Planning is ESSENTIAL to this diet! Most quick convenience food items will not fall under the umbrella of “allowed” foods. This means that there is more of a push for you to plan ahead. Having fresh fruit and vegetables prepared will really help during those moments that are more difficult. You will likely need to do some preemptive grocery shopping to make sure you have all the right ingredients on hand. Knowing ahead of time what your meals and snacks will be makes it much easier to be successful. Cheating on this diet is not an option! If you cheat, you just need to extend the length of the elimination phase-which NO one wants!

In the weeks leading up to this plan, I went through every cookbook we owned looking for recipes that fit the bill or would be easy to modify. I researched websites and scoured Pinterest for ideas. There is a lot out there, which makes it a lot easier! We will be cooking extras of every meal so that when we get hungry, we already have what we need on hand.  Plan, plan, plan!

Remove temptations

People are terrible when temptations are around. If my craving is right in front of me, it is going to be difficult to say no all the time. Sure, I can say no at dinnertime when my family is right there. But what about when I find myself in the kitchen alone in the middle of the night? Will anyone notice that there is a little less peanut butter in the jar? Will anyone honestly know if I steal a few animal crackers from Cupcake’s snack drawer? Maybe you have nerves of steel, but I do not! We rearranged our whole pantry so one whole side is all acceptable foods. The other side has our not-for-nows. If there is something I know I really will want, I have boxed those up and put them in the basement. Remember, these are not gone forever! But, there is something to be said for out of sight, out of mind. Plus, with that delicious fruit salad you prepared (see tip above), you have everything you need!

Plan a phase-out week (or two)

This has been the most helpful tip! An acquaintance of mine posted a picture the night before she started a diet- she was at a restaurant with an ooey-gooey double cheese burger loaded with toppings. She also had french fries with all the fixings. She finished up with a delicious looking double-fudge brownie sundae. It all looked amazing and for some people, that is exactly what they want to do the night before embarking on a new diet.

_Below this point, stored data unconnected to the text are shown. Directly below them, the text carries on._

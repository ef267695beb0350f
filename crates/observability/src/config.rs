//! Environment-driven observability configuration.
//!
//! - `RUST_LOG`: filter directives (default `info`)
//! - `STOCKLEDGER_LOG_FORMAT`: `json` (default) or `pretty`

use core::str::FromStr;

use thiserror::Error;

pub const FILTER_ENV: &str = "RUST_LOG";
pub const FORMAT_ENV: &str = "STOCKLEDGER_LOG_FORMAT";
pub const DEFAULT_FILTER: &str = "info";

#[derive(Debug, Copy, Clone, PartialEq, Eq, Default)]
pub enum LogFormat {
    /// One JSON object per line with timestamps.
    #[default]
    Json,
    /// Multi-line human readable output for local runs.
    Pretty,
}

#[derive(Debug, Error, Clone, PartialEq, Eq)]
#[error("unknown log format {0:?} (expected \"json\" or \"pretty\")")]
pub struct UnknownLogFormat(pub String);

impl FromStr for LogFormat {
    type Err = UnknownLogFormat;

    fn from_str(s: &str) -> Result<Self, Self::Err> {
        match s.trim().to_ascii_lowercase().as_str() {
            "json" => Ok(LogFormat::Json),
            "pretty" => Ok(LogFormat::Pretty),
            _ => Err(UnknownLogFormat(s.to_string())),
        }
    }
}

#[derive(Debug, Clone, PartialEq, Eq)]
pub struct ObservabilityConfig {
    pub filter: String,
    pub format: LogFormat,
    /// Set when the requested format was unusable; reported once logging is up.
    pub format_error: Option<UnknownLogFormat>,
}

impl Default for ObservabilityConfig {
    fn default() -> Self {
        Self {
            filter: DEFAULT_FILTER.to_string(),
            format: LogFormat::default(),
            format_error: None,
        }
    }
}

impl ObservabilityConfig {
    pub fn from_env() -> Self {
        Self::parse(
            std::env::var(FILTER_ENV).ok().as_deref(),
            std::env::var(FORMAT_ENV).ok().as_deref(),
        )
    }

    /// Build from raw values; blank or missing values take the defaults.
    pub fn parse(filter: Option<&str>, format: Option<&str>) -> Self {
        let filter = filter
            .map(str::trim)
            .filter(|f| !f.is_empty())
            .unwrap_or(DEFAULT_FILTER)
            .to_string();

        let (format, format_error) = match format.map(str::trim).filter(|f| !f.is_empty()) {
            None => (LogFormat::default(), None),
            Some(raw) => match raw.parse() {
                Ok(format) => (format, None),
                Err(err) => (LogFormat::default(), Some(err)),
            },
        };

        Self {
            filter,
            format,
            format_error,
        }
    }
}

#[cfg(test)]
mod tests {
    use super::*;

    #[test]
    fn defaults_when_unset() {
        assert_eq!(ObservabilityConfig::parse(None, None), ObservabilityConfig::default());
        assert_eq!(ObservabilityConfig::parse(Some("  "), Some("")), ObservabilityConfig::default());
    }

    #[test]
    fn reads_filter_and_format() {
        let config = ObservabilityConfig::parse(Some("stockledger_card=debug"), Some("Pretty"));
        assert_eq!(config.filter, "stockledger_card=debug");
        assert_eq!(config.format, LogFormat::Pretty);
        assert_eq!(config.format_error, None);
    }

    #[test]
    fn unknown_format_falls_back_to_json() {
        let config = ObservabilityConfig::parse(None, Some("xml"));
        assert_eq!(config.format, LogFormat::Json);
        assert_eq!(config.format_error, Some(UnknownLogFormat("xml".to_string())));
    }
}
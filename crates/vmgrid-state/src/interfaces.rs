//! Network interface records: one per (instance, network) attachment.

use tracing::{info, warn};

use crate::db::ClusterDb;
use crate::error::StateResult;
use crate::types::{InterfaceState, LifecycleState, NetDesc, NetworkInterface, Tracked};

const INTERFACE: &str = NetworkInterface::OBJECT_TYPE;

impl ClusterDb {
    /// Record an interface, claiming its MAC address first.
    pub fn create_network_interface(
        &self,
        interface_uuid: &str,
        netdesc: &NetDesc,
        instance_uuid: &str,
        order: u32,
    ) -> StateResult<NetworkInterface> {
        let macaddr = self.allocate_macaddr(interface_uuid, netdesc.macaddress.as_deref())?;
        let interface = NetworkInterface {
            uuid: interface_uuid.to_string(),
            network_uuid: netdesc.network_uuid.clone(),
            instance_uuid: instance_uuid.to_string(),
            macaddr,
            ipv4: netdesc.address.clone(),
            order,
            floating: None,
            state: InterfaceState::Initial,
            state_updated: self.now(),
            model: netdesc.model.clone().unwrap_or_else(|| "virtio".to_string()),
        };
        self.write(INTERFACE, None, interface_uuid, &interface, None)?;
        info!(
            uuid = %interface_uuid,
            network = %interface.network_uuid,
            instance = %instance_uuid,
            mac = %interface.macaddr,
            "network interface created"
        );
        Ok(interface)
    }

    pub fn get_interface(&self, interface_uuid: &str) -> StateResult<Option<NetworkInterface>> {
        self.read(INTERFACE, None, interface_uuid)
    }

    /// Every interface of an instance, in attachment order.
    pub fn get_instance_interfaces(&self, instance_uuid: &str) -> StateResult<Vec<NetworkInterface>> {
        let mut interfaces: Vec<NetworkInterface> = self
            .read_all::<NetworkInterface>(INTERFACE, None)?
            .into_iter()
            .filter(|ni| ni.instance_uuid == instance_uuid)
            .collect();
        interfaces.sort_by_key(|ni| ni.order);
        Ok(interfaces)
    }

    pub fn get_network_interfaces(&self, network_uuid: &str) -> StateResult<Vec<NetworkInterface>> {
        Ok(self
            .read_all::<NetworkInterface>(INTERFACE, None)?
            .into_iter()
            .filter(|ni| ni.network_uuid == network_uuid)
            .collect())
    }

    /// Move an interface to `state`. Entering `deleted` frees its MAC.
    pub fn update_network_interface_state(
        &self,
        interface_uuid: &str,
        state: InterfaceState,
    ) -> StateResult<Option<NetworkInterface>> {
        let Some(updated) = self.update_object(
            INTERFACE,
            interface_uuid,
            "update interface state",
            |ni: &mut NetworkInterface, now| {
                if ni.state == state {
                    return false;
                }
                if !ni.state.can_transition_to(state) {
                    warn!(uuid = %ni.uuid, from = ?ni.state, to = ?state, "refusing interface state transition");
                    return false;
                }
                ni.state = state;
                ni.state_updated = now;
                true
            },
        )?
        else {
            return Ok(None);
        };

        if updated.changed {
            info!(uuid = %interface_uuid, ?state, "interface state updated");
            if state == InterfaceState::Deleted {
                self.release_macaddr(&updated.object.macaddr, interface_uuid)?;
            }
        }
        Ok(Some(updated.object))
    }

    pub fn add_floating_to_interface(&self, interface_uuid: &str, address: &str) -> StateResult<Option<NetworkInterface>> {
        let updated = self.update_object(INTERFACE, interface_uuid, "add floating", |ni: &mut NetworkInterface, _| {
            if ni.floating.as_deref() == Some(address) {
                return false;
            }
            ni.floating = Some(address.to_string());
            true
        })?;
        Ok(updated.map(|u| u.object))
    }

    pub fn remove_floating_from_interface(&self, interface_uuid: &str) -> StateResult<Option<NetworkInterface>> {
        let updated = self.update_object(INTERFACE, interface_uuid, "remove floating", |ni: &mut NetworkInterface, _| {
            ni.floating.take().is_some()
        })?;
        Ok(updated.map(|u| u.object))
    }

    /// Permanently remove an interface and its events. Safe to repeat.
    pub fn hard_delete_network_interface(&self, interface_uuid: &str) -> StateResult<()> {
        if let Some(interface) = self.get_interface(interface_uuid)? {
            self.release_macaddr(&interface.macaddr, interface_uuid)?;
        }
        self.remove(INTERFACE, None, interface_uuid)?;
        self.delete_events(INTERFACE, interface_uuid)?;
        self.delete_metadata(INTERFACE, interface_uuid)?;
        info!(uuid = %interface_uuid, "interface hard deleted");
        Ok(())
    }
}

This is not a traditional diet plan, though. By indulging in these types of items the night before, you will make it significantly harder on yourself! One hidden secret of an Elimination Diet is that you often feel worse before you feel better. Your body is going through cravings and withdrawals to the sugar and the caffeine and numerous other things you’ve been putting in your body. Instead, you want to slowly phase-out from your typical diet to make it an easier transition.

Since October 1st is a Thursday, I actually started phasing-out this past Sunday because I’d rather get a head-start. I have started drinking only half a cup of coffee in the morning and half in the afternoon, as opposed to my normal 2 cups a day. I have reduced the milk and sugar I put in my coffee, as well. Each day I have eliminated one of the foods from my diet that will not return until the challenge phase.

Armed with these tips, I hope that I can be a bit more prepared for what is to come! Wish me luck!